Genau wie der Auftakt, hat auch das Ende einer Jagd seine Rituale. Das ist diesmal nicht anders. Es gibt reichlich zu trinken und zu essen, und der Majestät und sein Vize halten stundenlange Reden. Natürlich muss es in korrektem Deutsch " die Majestät" heißen, aber da die meisten Jagdgesellschaften nur aus männlichen Teilnehmern bestehen, hat man wohl den Artikel an das Geschlecht des Jagdkönigs angepasst. Für ein dreifach kräftiges Horrido, den Jägergruß, springt alles auf die Läufe, also eigentlich auf die Füße, denn Läufe sind in der Jägersprache die Hasenbeine.

Sprecherin:

Nach diesem Ausflug in die Welt der Weidmänner können Sie jetzt vielleicht ein bisschen mitreden in der Jägersprache. Sie ist Bestandteil der meisten Sprachen dieser Welt. Überall, wo gejagt wird, haben die Menschen rund um diese Tätigkeit Wörter erfunden. In Deutschland ist sie die älteste Sondersprache. Sie ist seit dem 7. Jahrhundert gebräuchlich und hat mit den ersten großen königlichen Jagden begonnen. Heute besteht sie aus etwa 3.500 Wörtern. Mit einigen Beispielen haben wir Sie heute vielleicht auf die richtige Fährte gesetzt. Diese Spur führt hoffentlich zu der Erkenntnis, dass viele Redewendungen und Begriffe zwar aus der Jagdsprache stammen, mittlerweile aber einen ganz eigenständigen Platz in der deutschen Sprache haben.

Fragen zum Text

Weidmannsheil ist …

1. ein Jägergruß.

2. eine Beleidigung für Jäger.

3. ein Kompliment für gute Jäger.

Wenn man jemanden zur Strecke bringt, dann …

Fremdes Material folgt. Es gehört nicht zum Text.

use axum::{extract::Path, Json};
use serde_json::json;

use crate::domain::k004_template;

/// GET /api/template
pub async fn list_all(
) -> Result<Json<Vec<contracts::domain::k004_template::Template>>, axum::http::StatusCode> {
    match k004_template::service::list_all().await {
        Ok(v) => Ok(Json(v)),
        Err(_) => Err(axum::http::StatusCode::INTERNAL_SERVER_ERROR),
    }
}

/// GET /api/template/:id
pub async fn get_by_id(
    Path(id): Path<String>,
) -> Result<Json<contracts::domain::k004_template::Template>, axum::http::StatusCode> {
    let uuid = match uuid::Uuid::parse_str(&id) {
        Ok(uuid) => uuid,
        Err(_) => return Err(axum::http::StatusCode::BAD_REQUEST),
    };
    match k004_template::service::get_by_id(uuid).await {
        Ok(Some(v)) => Ok(Json(v)),
        Ok(None) => Err(axum::http::StatusCode::NOT_FOUND),
        Err(_) => Err(axum::http::StatusCode::INTERNAL_SERVER_ERROR),
    }
}

/// POST /api/template
pub async fn upsert(
    Json(dto): Json<contracts::domain::k004_template::TemplateDto>,
) -> Result<Json<serde_json::Value>, axum::http::StatusCode> {
    let result = if let Some(id) = dto.id.clone() {
        k004_template::service::update(dto).await.map(|_| id)
    } else {
        k004_template::service::create(dto)
            .await
            .map(|id| id.to_string())
    };
    match result {
        Ok(id) => Ok(Json(json!({"id": id}))),
        Err(e) => {
            tracing::warn!("template upsert failed: {e}");
            Err(axum::http::StatusCode::INTERNAL_SERVER_ERROR)
        }
    }
}

/// DELETE /api/template/:id
pub async fn delete(Path(id): Path<String>) -> Result<(), axum::http::StatusCode> {
    let uuid = match uuid::Uuid::parse_str(&id) {
        Ok(uuid) => uuid,
        Err(_) => return Err(axum::http::StatusCode::BAD_REQUEST),
    };
    match k004_template::service::delete(uuid).await {
        Ok(true) => Ok(()),
        Ok(false) => Err(axum::http::StatusCode::NOT_FOUND),
        Err(_) => Err(axum::http::StatusCode::INTERNAL_SERVER_ERROR),
    }
}

/// POST /api/template/testdata
pub async fn insert_test_data() -> axum::http::StatusCode {
    match k004_template::service::insert_test_data().await {
        Ok(_) => axum::http::StatusCode::OK,
        Err(_) => axum::http::StatusCode::INTERNAL_SERVER_ERROR,
    }
}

1. gratuliert man ihm/ihr.

2. bringt man ihn/sie ins Bett.

3. tötet man ihn/sie.

Jemand, der von allen Seiten kritisiert wird, …

1. steht sprichwörtlich unter Beschuss.

2. schießt einen Bock.

3. ist auf der falschen Fährte.

Arbeitsauftrag

"Jagen ist wichtig für den Wald", sagen die einen. "Jagen ist grausam und unnötig", sagen die anderen. Teilen Sie sich in zwei Gruppen auf. Eine Gruppe befürwortet das Jagen, die andere ist dagegen. Sammeln Sie Argumente in Ihrer Gruppe und führen Sie anschließend eine Diskussion.